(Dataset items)
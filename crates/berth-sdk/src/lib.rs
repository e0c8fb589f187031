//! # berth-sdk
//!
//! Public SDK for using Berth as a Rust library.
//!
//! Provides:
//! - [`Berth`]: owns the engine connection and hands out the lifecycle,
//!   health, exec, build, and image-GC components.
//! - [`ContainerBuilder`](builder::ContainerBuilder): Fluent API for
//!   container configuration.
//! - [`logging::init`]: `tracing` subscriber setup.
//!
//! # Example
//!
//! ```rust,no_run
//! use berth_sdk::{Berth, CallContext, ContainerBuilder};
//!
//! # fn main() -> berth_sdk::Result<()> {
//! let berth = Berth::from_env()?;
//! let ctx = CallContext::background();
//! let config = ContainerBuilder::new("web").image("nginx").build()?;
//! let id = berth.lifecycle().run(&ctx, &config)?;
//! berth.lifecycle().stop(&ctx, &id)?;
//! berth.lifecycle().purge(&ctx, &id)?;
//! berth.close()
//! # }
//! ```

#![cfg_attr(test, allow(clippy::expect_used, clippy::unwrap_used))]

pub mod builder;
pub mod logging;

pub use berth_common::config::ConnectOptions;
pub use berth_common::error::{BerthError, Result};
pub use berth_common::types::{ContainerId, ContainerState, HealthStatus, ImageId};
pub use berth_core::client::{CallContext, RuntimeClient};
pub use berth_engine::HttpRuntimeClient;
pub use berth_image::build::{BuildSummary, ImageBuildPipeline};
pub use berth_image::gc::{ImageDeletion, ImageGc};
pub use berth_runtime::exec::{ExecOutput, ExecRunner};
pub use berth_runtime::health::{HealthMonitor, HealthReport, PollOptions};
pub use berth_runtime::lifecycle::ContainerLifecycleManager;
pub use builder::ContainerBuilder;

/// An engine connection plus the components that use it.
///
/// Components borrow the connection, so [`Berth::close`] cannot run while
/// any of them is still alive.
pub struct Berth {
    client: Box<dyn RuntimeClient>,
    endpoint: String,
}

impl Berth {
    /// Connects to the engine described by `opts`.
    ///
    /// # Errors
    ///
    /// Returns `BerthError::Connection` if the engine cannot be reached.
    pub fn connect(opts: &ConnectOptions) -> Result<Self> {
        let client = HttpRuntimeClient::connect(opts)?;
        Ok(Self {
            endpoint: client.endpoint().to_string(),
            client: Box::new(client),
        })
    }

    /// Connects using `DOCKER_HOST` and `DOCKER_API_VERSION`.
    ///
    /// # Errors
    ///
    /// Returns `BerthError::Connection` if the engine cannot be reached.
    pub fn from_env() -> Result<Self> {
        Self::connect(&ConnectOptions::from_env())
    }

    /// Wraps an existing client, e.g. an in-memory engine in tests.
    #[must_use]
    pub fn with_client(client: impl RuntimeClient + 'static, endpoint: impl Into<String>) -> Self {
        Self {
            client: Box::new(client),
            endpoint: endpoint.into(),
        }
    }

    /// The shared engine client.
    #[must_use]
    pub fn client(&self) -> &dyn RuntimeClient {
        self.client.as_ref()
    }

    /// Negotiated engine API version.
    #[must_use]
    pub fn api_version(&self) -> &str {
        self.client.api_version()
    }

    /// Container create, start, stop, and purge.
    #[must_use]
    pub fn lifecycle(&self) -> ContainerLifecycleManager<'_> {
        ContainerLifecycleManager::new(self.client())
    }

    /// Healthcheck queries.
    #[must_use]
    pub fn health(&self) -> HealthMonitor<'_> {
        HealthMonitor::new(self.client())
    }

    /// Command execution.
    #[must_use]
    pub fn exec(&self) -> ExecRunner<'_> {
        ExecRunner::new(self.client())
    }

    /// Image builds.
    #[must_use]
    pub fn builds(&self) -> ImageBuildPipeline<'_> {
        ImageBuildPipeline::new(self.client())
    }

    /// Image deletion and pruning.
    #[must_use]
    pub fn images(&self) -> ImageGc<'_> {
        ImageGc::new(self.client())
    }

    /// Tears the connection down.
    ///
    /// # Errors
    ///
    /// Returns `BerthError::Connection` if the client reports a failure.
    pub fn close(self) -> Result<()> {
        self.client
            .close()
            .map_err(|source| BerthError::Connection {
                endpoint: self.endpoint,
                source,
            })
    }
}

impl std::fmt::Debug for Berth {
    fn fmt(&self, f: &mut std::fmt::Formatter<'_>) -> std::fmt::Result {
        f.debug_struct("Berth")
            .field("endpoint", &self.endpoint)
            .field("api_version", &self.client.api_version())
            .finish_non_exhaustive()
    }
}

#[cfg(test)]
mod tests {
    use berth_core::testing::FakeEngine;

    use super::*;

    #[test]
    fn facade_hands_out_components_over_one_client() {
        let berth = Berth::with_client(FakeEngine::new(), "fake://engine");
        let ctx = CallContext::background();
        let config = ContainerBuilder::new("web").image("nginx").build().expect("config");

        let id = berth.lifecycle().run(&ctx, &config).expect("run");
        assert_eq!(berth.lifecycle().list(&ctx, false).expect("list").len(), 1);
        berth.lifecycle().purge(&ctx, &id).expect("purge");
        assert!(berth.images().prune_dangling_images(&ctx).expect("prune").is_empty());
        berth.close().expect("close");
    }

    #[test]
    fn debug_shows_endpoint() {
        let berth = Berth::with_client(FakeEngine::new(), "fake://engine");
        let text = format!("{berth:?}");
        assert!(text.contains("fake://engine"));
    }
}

Task: Quote each line of the data above exactly as written.

Written response:
filename crates/berth-sdk/src/lib.rs
repository e0c8fb589f187031
//! # berth-sdk
//!
//! Public SDK for using Berth as a Rust library.
//!
//! Provides:
//! - [`Berth`]: owns the engine connection and hands out the lifecycle,
//!   health, exec, build, and image-GC components.
//! - [`ContainerBuilder`](builder::ContainerBuilder): Fluent API for
//!   container configuration.
//! - [`logging::init`]: `tracing` subscriber setup.
//!
//! # Example
//!
//! ```rust,no_run
//! use berth_sdk::{Berth, CallContext, ContainerBuilder};
//!
//! # fn main() -> berth_sdk::Result<()> {
//! let berth = Berth::from_env()?;
//! let ctx = CallContext::background();
//! let config = ContainerBuilder::new("web").image("nginx").build()?;
//! let id = berth.lifecycle().run(&ctx, &config)?;
//! berth.lifecycle().stop(&ctx, &id)?;
//! berth.lifecycle().purge(&ctx, &id)?;
//! berth.close()
//! # }
//! ```

#![cfg_attr(test, allow(clippy::expect_used, clippy::unwrap_used))]

pub mod builder;
pub mod logging;

pub use berth_common::config::ConnectOptions;
pub use berth_common::error::{BerthError, Result};
pub use berth_common::types::{ContainerId, ContainerState, HealthStatus, ImageId};
pub use berth_core::client::{CallContext, RuntimeClient};
pub use berth_engine::HttpRuntimeClient;
pub use berth_image::build::{BuildSummary, ImageBuildPipeline};
pub use berth_image::gc::{ImageDeletion, ImageGc};
pub use berth_runtime::exec::{ExecOutput, ExecRunner};
pub use berth_runtime::health::{HealthMonitor, HealthReport, PollOptions};
pub use berth_runtime::lifecycle::ContainerLifecycleManager;
pub use builder::ContainerBuilder;

/// An engine connection plus the components that use it.
///
/// Components borrow the connection, so [`Berth::close`] cannot run while
/// any of them is still alive.
pub struct Berth {
    client: Box<dyn RuntimeClient>,
    endpoint: String,
}

impl Berth {
    /// Connects to the engine described by `opts`.
    ///
    /// # Errors
    ///
    /// Returns `BerthError::Connection` if the engine cannot be reached.
    pub fn connect(opts: &ConnectOptions) -> Result<Self> {
        let client = HttpRuntimeClient::connect(opts)?;
        Ok(Self {
            endpoint: client.endpoint().to_string(),
            client: Box::new(client),
        })
    }

    /// Connects using `DOCKER_HOST` and `DOCKER_API_VERSION`.
    ///
    /// # Errors
    ///
    /// Returns `BerthError::Connection` if the engine cannot be reached.
    pub fn from_env() -> Result<Self> {
        Self::connect(&ConnectOptions::from_env())
    }

    /// Wraps an existing client, e.g. an in-memory engine in tests.
    #[must_use]
    pub fn with_client(client: impl RuntimeClient + 'static, endpoint: impl Into<String>) -> Self {
        Self {
            client: Box::new(client),
            endpoint: endpoint.into(),
        }
    }

    /// The shared engine client.
    #[must_use]
    pub fn client(&self) -> &dyn RuntimeClient {
        self.client.as_ref()
    }

    /// Negotiated engine API version.
    #[must_use]
    pub fn api_version(&self) -> &str {
        self.client.api_version()
    }

    /// Container create, start, stop, and purge.
    #[must_use]
    pub fn lifecycle(&self) -> ContainerLifecycleManager<'_> {
        ContainerLifecycleManager::new(self.client())
    }

    /// Healthcheck queries.
    #[must_use]
    pub fn health(&self) -> HealthMonitor<'_> {
        HealthMonitor::new(self.client())
    }

    /// Command execution.
    #[must_use]
    pub fn exec(&self) -> ExecRunner<'_> {
        ExecRunner::new(self.client())
    }

    /// Image builds.
    #[must_use]
    pub fn builds(&self) -> ImageBuildPipeline<'_> {
        ImageBuildPipeline::new(self.client())
    }

    /// Image deletion and pruning.
    #[must_use]
    pub fn images(&self) -> ImageGc<'_> {
        ImageGc::new(self.client())
    }

    /// Tears the connection down.
    ///
    /// # Errors
    ///
    /// Returns `BerthError::Connection` if the client reports a failure.
    pub fn close(self) -> Result<()> {
        self.client
            .close()
            .map_err(|source| BerthError::Connection {
                endpoint: self.endpoint,
                source,
            })
    }
}

impl std::fmt::Debug for Berth {
    fn fmt(&self, f: &mut std::fmt::Formatter<'_>) -> std::fmt::Result {
        f.debug_struct("Berth")
            .field("endpoint", &self.endpoint)
            .field("api_version", &self.client.api_version())
            .finish_non_exhaustive()
    }
}

#[cfg(test)]
mod tests {
    use berth_core::testing::FakeEngine;

    use super::*;

    #[test]
    fn facade_hands_out_components_over_one_client() {
        let berth = Berth::with_client(FakeEngine::new(), "fake://engine");
        let ctx = CallContext::background();
        let config = ContainerBuilder::new("web").image("nginx").build().expect("config");

        let id = berth.lifecycle().run(&ctx, &config).expect("run");
        assert_eq!(berth.lifecycle().list(&ctx, false).expect("list").len(), 1);
        berth.lifecycle().purge(&ctx, &id).expect("purge");
        assert!(berth.images().prune_dangling_images(&ctx).expect("prune").is_empty());
        berth.close().expect("close");
    }

    #[test]
    fn debug_shows_endpoint() {
        let berth = Berth::with_client(FakeEngine::new(), "fake://engine");
        let text = format!("{berth:?}");
        assert!(text.contains("fake://engine"));
    }
}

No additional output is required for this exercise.